The next morning, still tired and weak, I made my way back to the clinic-3 different taxi rides and about a mile and a half walk. I was alone this time, because, to top everything off for Jenny, it was her birthday, and it seemed too cruel to make her go back to Lamtoro. After the usual period of waiting that is characteristic of this inefficient clinic, I was finally able to see a doctor. I was initially as short with her as I had been with everyone else, until I realized that she was not quite as unprofessional and inept as all those around her. After looking at her charts she confirmed, as we already knew, that the doctor had misdiagnosed us, and she apologized for our experience. However, I still needed copies of mine and Jenny's results (luckily there is no conception of patient confidentiality).
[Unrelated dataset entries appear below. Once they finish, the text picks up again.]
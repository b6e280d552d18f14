mod debug;
mod document;
mod error;
mod gradient;
mod node;
mod painter;
mod path;
mod raster;
mod reader;
mod render;
mod style;
mod text;
mod transform;
mod types;
mod writer;

use std::io::Read;
use std::path::{Path, PathBuf};
use std::sync::Arc;

use debug::DebugLogger;

pub use document::{Document, NodeId};
pub use error::LineworkError;
pub use gradient::{Grad, GradKind, GradUnits, GradientGeom, Slot};
pub use node::{
    Circle, Ellipse, ImageRef, Line, MarkerDef, MarkerOrient, MarkerUnits, Node, PathGeom, Polygon,
    Polyline, Rect, RootInfo, Shape, TextBlock, TextSpan,
};
pub use painter::{
    CAP_BUTT, CAP_ROUND, CAP_SQUARE, CommandRecorder, JOIN_BEVEL, JOIN_MITER, JOIN_ROUND, PaintCmd,
    Painter, StrokeProps,
};
pub use path::{ArcSegment, PathCmd, PathData};
pub use raster::Raster;
pub use style::{PaintRef, PaintStyle, Stylesheet, TextAnchor};
pub use text::{FontCatalog, FontEntry, ShapedGlyph, ShapedRun, TextShaper};
pub use transform::{Matrix, parse_transform};
pub use types::{
    BBox, Color, FitAlign, FitMode, FitPolicy, GradientStop, ImageData, PaintSource, Point,
    PreserveAspectRatio, Shading, Size, ViewBox,
};

/// Configured engine instance. Holds the font catalog and the defaults every
/// document it constructs starts from.
pub struct Linework {
    fonts: Arc<FontCatalog>,
    background: Option<Color>,
    dpi: f32,
    debug: Option<DebugLogger>,
}

#[derive(Clone)]
pub struct LineworkBuilder {
    font_dirs: Vec<PathBuf>,
    font_files: Vec<PathBuf>,
    font_bytes: Vec<(String, Vec<u8>)>,
    background: Option<Color>,
    dpi: f32,
    debug_path: Option<PathBuf>,
}

impl LineworkBuilder {
    pub fn new() -> Self {
        Self {
            font_dirs: Vec::new(),
            font_files: Vec::new(),
            font_bytes: Vec::new(),
            background: None,
            dpi: 96.0,
            debug_path: None,
        }
    }

    pub fn register_font_dir(mut self, path: impl Into<PathBuf>) -> Self {
        self.font_dirs.push(path.into());
        self
    }

    pub fn register_font_file(mut self, path: impl Into<PathBuf>) -> Self {
        self.font_files.push(path.into());
        self
    }

    pub fn register_font_bytes(mut self, name: impl Into<String>, data: Vec<u8>) -> Self {
        self.font_bytes.push((name.into(), data));
        self
    }

    /// Background color rasters are cleared to before painting. Documents
    /// default to a transparent raster when none is set.
    pub fn background(mut self, color: Color) -> Self {
        self.background = Some(color);
        self
    }

    /// Default rendering resolution for constructed documents. 96 dpi maps
    /// one user unit to one raster pixel.
    pub fn dpi(mut self, dpi: f32) -> Self {
        self.dpi = dpi;
        self
    }

    // Enable debug logging to a JSONL file for parse/render inspection.
    pub fn debug_log(mut self, path: impl Into<PathBuf>) -> Self {
        self.debug_path = Some(path.into());
        self
    }

    pub fn build(self) -> Result<Linework, LineworkError> {
        if !self.dpi.is_finite() || self.dpi <= 0.0 {
            return Err(LineworkError::InvalidConfiguration(format!(
                "dpi must be finite and positive (got {})",
                self.dpi
            )));
        }
        let mut catalog = FontCatalog::new();
        for dir in &self.font_dirs {
            catalog.register_dir(dir)?;
        }
        for file in &self.font_files {
            catalog.register_file(file)?;
        }
        for (name, data) in self.font_bytes {
            catalog.register_bytes(&name, data)?;
        }
        let debug = match self.debug_path {
            Some(path) => Some(DebugLogger::new(path)?),
            None => None,
        };
        Ok(Linework {
            fonts: Arc::new(catalog),
            background: self.background,
            dpi: self.dpi,
            debug,
        })
    }
}

impl Default for LineworkBuilder {
    fn default() -> Self {
        Self::new()
    }
}

impl Linework {
    pub fn builder() -> LineworkBuilder {
        LineworkBuilder::new()
    }

    pub fn fonts(&self) -> &FontCatalog {
        &self.fonts
    }

    /// Starts an empty document with the given raster size in pixels.
    pub fn new_document(&self, width: f32, height: f32) -> Document {
        let mut doc = Document::new(Size::new(width, height));
        self.decorate(&mut doc);
        doc
    }

    /// Loads a document from an SVG file. Relative image hrefs inside it
    /// resolve against the file's directory.
    pub fn open_file(&self, path: impl AsRef<Path>) -> Result<Document, LineworkError> {
        let path = path.as_ref();
        let text = std::fs::read_to_string(path)?;
        let mut doc = reader::parse_svg(&text, self.debug.clone())?;
        doc.base_dir = path.parent().map(Path::to_path_buf);
        self.decorate(&mut doc);
        Ok(doc)
    }

    pub fn open_bytes(&self, bytes: &[u8]) -> Result<Document, LineworkError> {
        let text = std::str::from_utf8(bytes)
            .map_err(|e| LineworkError::Parse(format!("document is not valid UTF-8: {e}")))?;
        let mut doc = reader::parse_svg(text, self.debug.clone())?;
        self.decorate(&mut doc);
        Ok(doc)
    }

    pub fn open_reader<R: Read>(&self, mut reader: R) -> Result<Document, LineworkError> {
        let mut text = String::new();
        reader.read_to_string(&mut text)?;
        let mut doc = reader::parse_svg(&text, self.debug.clone())?;
        self.decorate(&mut doc);
        Ok(doc)
    }

    fn decorate(&self, doc: &mut Document) {
        doc.fonts = Arc::clone(&self.fonts);
        doc.debug = self.debug.clone();
        doc.background = self.background;
        doc.set_dpi(self.dpi);
    }
}

#[cfg(test)]
mod tests {
    use super::*;

    fn engine() -> Linework {
        match Linework::builder().build() {
            Ok(engine) => engine,
            Err(e) => panic!("default engine should build: {e:?}"),
        }
    }

    #[test]
    fn builder_rejects_bad_dpi() {
        let err = Linework::builder().dpi(0.0).build();
        assert!(matches!(
            err,
            Err(LineworkError::InvalidConfiguration(_))
        ));
        let err = Linework::builder().dpi(f32::NAN).build();
        assert!(matches!(
            err,
            Err(LineworkError::InvalidConfiguration(_))
        ));
    }

    #[test]
    fn new_document_carries_engine_defaults() {
        let engine = match Linework::builder()
            .background(Color::WHITE)
            .dpi(192.0)
            .build()
        {
            Ok(engine) => engine,
            Err(e) => panic!("engine should build: {e:?}"),
        };
        let doc = engine.new_document(320.0, 200.0);
        assert_eq!(doc.raster_size(), Size::new(320.0, 200.0));
        assert_eq!(doc.background, Some(Color::WHITE));
        assert_eq!(doc.dpi(), 192.0);
    }

    #[test]
    fn open_bytes_parses_minimal_document() {
        let engine = engine();
        let doc = engine
            .open_bytes(b"<svg width=\"64\" height=\"48\"><rect x=\"1\" y=\"2\" width=\"10\" height=\"20\"/></svg>")
            .unwrap();
        assert_eq!(doc.raster_size(), Size::new(64.0, 48.0));
        assert_eq!(doc.node(doc.root()).children.len(), 1);
    }

    #[test]
    fn open_bytes_rejects_invalid_utf8() {
        let engine = engine();
        let err = engine.open_bytes(&[0x3c, 0xff, 0xfe]);
        assert!(matches!(err, Err(LineworkError::Parse(_))));
    }

    #[test]
    fn open_reader_matches_open_bytes() {
        let engine = engine();
        let svg = b"<svg width=\"10\" height=\"10\"><circle cx=\"5\" cy=\"5\" r=\"4\"/></svg>";
        let from_bytes = engine.open_bytes(svg).unwrap();
        let from_reader = engine.open_reader(&svg[..]).unwrap();
        assert_eq!(from_bytes.node_count(), from_reader.node_count());
    }

    #[test]
    fn register_font_bytes_rejects_garbage() {
        let err = Linework::builder()
            .register_font_bytes("bogus", vec![0u8; 8])
            .build();
        assert!(matches!(
            err,
            Err(LineworkError::InvalidConfiguration(_))
        ));
    }
}
fn trailing_number(name: &str) -> Option<u64> {
    let digits: String = name
        .chars()
        .rev()
        .take_while(|c| c.is_ascii_digit())
        .collect();
    if digits.is_empty() {
        return None;
    }
    digits.chars().rev().collect::<String>().parse().ok()
}

#[cfg(test)]
mod tests {
    use super::*;
    use crate::node::{Circle, Rect};
    use crate::style::PaintRef;

    fn circle(center: Point, radius: f32) -> Node {
        Node::new(Shape::Circle(Circle { center, radius }))
    }

    #[test]
    fn names_are_unique_across_tags() {
        let mut doc = Document::new(Size::new(100.0, 100.0));
        let a = doc.attach(circle(Point::ZERO, 1.0), doc.root());
        let b = doc.attach(
            Node::new(Shape::Rect(Rect {
                x: 0.0,
                y: 0.0,
                width: 1.0,
                height: 1.0,
                rx: 0.0,
                ry: 0.0,
            })),
            doc.root(),
        );
        let na = trailing_number(&doc.node(a).name).unwrap();
        let nb = trailing_number(&doc.node(b).name).unwrap();
        assert_ne!(na, nb);
        assert!(doc.node(a).name.starts_with("circle"));
        assert!(doc.node(b).name.starts_with("rect"));
    }

    #[test]
    fn alloc_skips_numbers_taken_by_loaded_names() {
        let mut doc = Document::new(Size::new(10.0, 10.0));
        let mut named = circle(Point::ZERO, 1.0);
        named.name = "circle7".into();
        doc.attach(named, doc.root());
        let fresh = doc.attach(circle(Point::ZERO, 1.0), doc.root());
        assert!(trailing_number(&doc.node(fresh).name).unwrap() > 7);
    }

    #[test]
    fn delete_node_removes_subtree() {
        let mut doc = Document::new(Size::new(10.0, 10.0));
        let group = doc.attach(Node::new(Shape::Group), doc.root());
        let child = doc.attach(circle(Point::ZERO, 1.0), group);
        doc.delete_node(group);
        assert!(doc.try_node(group).is_none());
        assert!(doc.try_node(child).is_none());
        assert!(doc.node(doc.root()).children.is_empty());
    }

    #[test]
    fn delete_node_sweeps_orphaned_gradient() {
        let mut doc = Document::new(Size::new(10.0, 10.0));
        let grad = crate::gradient::Grad::linear();
        let name = doc.add_def(Node::new(Shape::Gradient(grad)));
        let shape = doc.attach(circle(Point::new(5.0, 5.0), 2.0), doc.root());
        doc.node_mut(shape).style.fill = PaintRef::Ref(name.clone());
        assert!(doc.find_def(&name).is_some());

        doc.delete_node(shape);
        assert!(doc.find_def(&name).is_none());
    }

    #[test]
    fn parent_transform_composes_down_the_chain() {
        let mut doc = Document::new(Size::new(10.0, 10.0));
        let group = doc.attach(Node::new(Shape::Group), doc.root());
        doc.node_mut(group).transform = Matrix::translate(10.0, 0.0);
        let child = doc.attach(circle(Point::ZERO, 1.0), group);
        doc.node_mut(child).transform = Matrix::scale(2.0, 2.0);

        let excl = doc.parent_transform(child, false);
        assert_eq!(excl.apply(1.0, 0.0), (11.0, 0.0));
        let incl = doc.parent_transform(child, true);
        assert_eq!(incl.apply(1.0, 0.0), (12.0, 0.0));
    }

    #[test]
    fn apply_transform_bakes_when_rotation_free() {
        let mut doc = Document::new(Size::new(10.0, 10.0));
        let id = doc.attach(circle(Point::new(1.0, 1.0), 1.0), doc.root());
        doc.apply_transform(id, &Matrix::translate(4.0, 0.0));
        let node = doc.node(id);
        assert!(node.transform.is_identity());
        let Shape::Circle(c) = &node.shape else {
            unreachable!()
        };
        assert_eq!(c.center, Point::new(5.0, 1.0));
    }

    #[test]
    fn apply_transform_accumulates_rotation() {
        let mut doc = Document::new(Size::new(10.0, 10.0));
        let id = doc.attach(circle(Point::new(1.0, 1.0), 1.0), doc.root());
        doc.apply_transform(id, &Matrix::rotate_deg(30.0));
        let node = doc.node(id);
        assert!(node.transform.has_rotation());
        let Shape::Circle(c) = &node.shape else {
            unreachable!()
        };
        assert_eq!(c.center, Point::new(1.0, 1.0));
    }

    #[test]
    fn delta_translate_maps_through_scaled_ancestor() {
        let mut doc = Document::new(Size::new(100.0, 100.0));
        let group = doc.attach(Node::new(Shape::Group), doc.root());
        doc.node_mut(group).transform = Matrix::scale(2.0, 2.0);
        let id = doc.attach(circle(Point::new(1.0, 1.0), 1.0), group);

        doc.apply_delta_transform(id, Point::new(10.0, 0.0), 0.0, (1.0, 1.0), None);

        let Shape::Circle(c) = &doc.node(id).shape else {
            unreachable!()
        };
        // A root-space move of 10 is a local move of 5 under scale(2).
        assert_eq!(c.center, Point::new(6.0, 1.0));
        let root_center = doc.parent_transform(id, true).apply_point(c.center);
        assert_eq!(root_center, Point::new(12.0, 2.0));
    }

    #[test]
    fn clone_subtree_gets_fresh_names() {
        let mut doc = Document::new(Size::new(10.0, 10.0));
        let group = doc.attach(Node::new(Shape::Group), doc.root());
        doc.attach(circle(Point::ZERO, 1.0), group);
        let copy = doc.clone_subtree(group, doc.root());
        assert_ne!(doc.node(copy).name, doc.node(group).name);
        assert_eq!(doc.node(copy).children.len(), 1);
        let orig_child = doc.node(group).children[0];
        let copy_child = doc.node(copy).children[0];
        assert_ne!(doc.node(copy_child).name, doc.node(orig_child).name);
    }

    #[test]
    fn zoom_rejects_non_positive() {
        let mut doc = Document::new(Size::new(10.0, 10.0));
        doc.set_zoom(0.0);
        assert_eq!(doc.zoom(), 1.0);
        doc.set_zoom(2.5);
        assert_eq!(doc.zoom(), 2.5);
    }
}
This seems like a very simple objective, but not for Lamtoro. Apparently, there was only person who was capable of using the copier, and though she was supposed to be in hours ago, she was not. After they refused to let me use their copier, I convinced the security guard to go with me to the nearest copy place to make copies. But, of course, their copier was broken and the security guard couldn't go any further because he had to get back to watch the clinic, seeing as his partner had not shown up for work that day. So after insisting the receptionist call the copy-woman, it was back to the waiting room for me. During this time I also got to argue with the receptionist that there was absolutely no reason for me to pay 600 Dalasi for this visit before finally getting my copies and leaving.
The most frustrating about this entire experience was the complete lack of logic or reason that transformed an unpleasant experience into a maddening one. Gambians are able to accept this and so much more with a light-hearted smile, but I've yet to master that gift. In a few days I'll be able to laugh about the more ridiculous parts, but until then I'll just be the angry white girl in a clinic.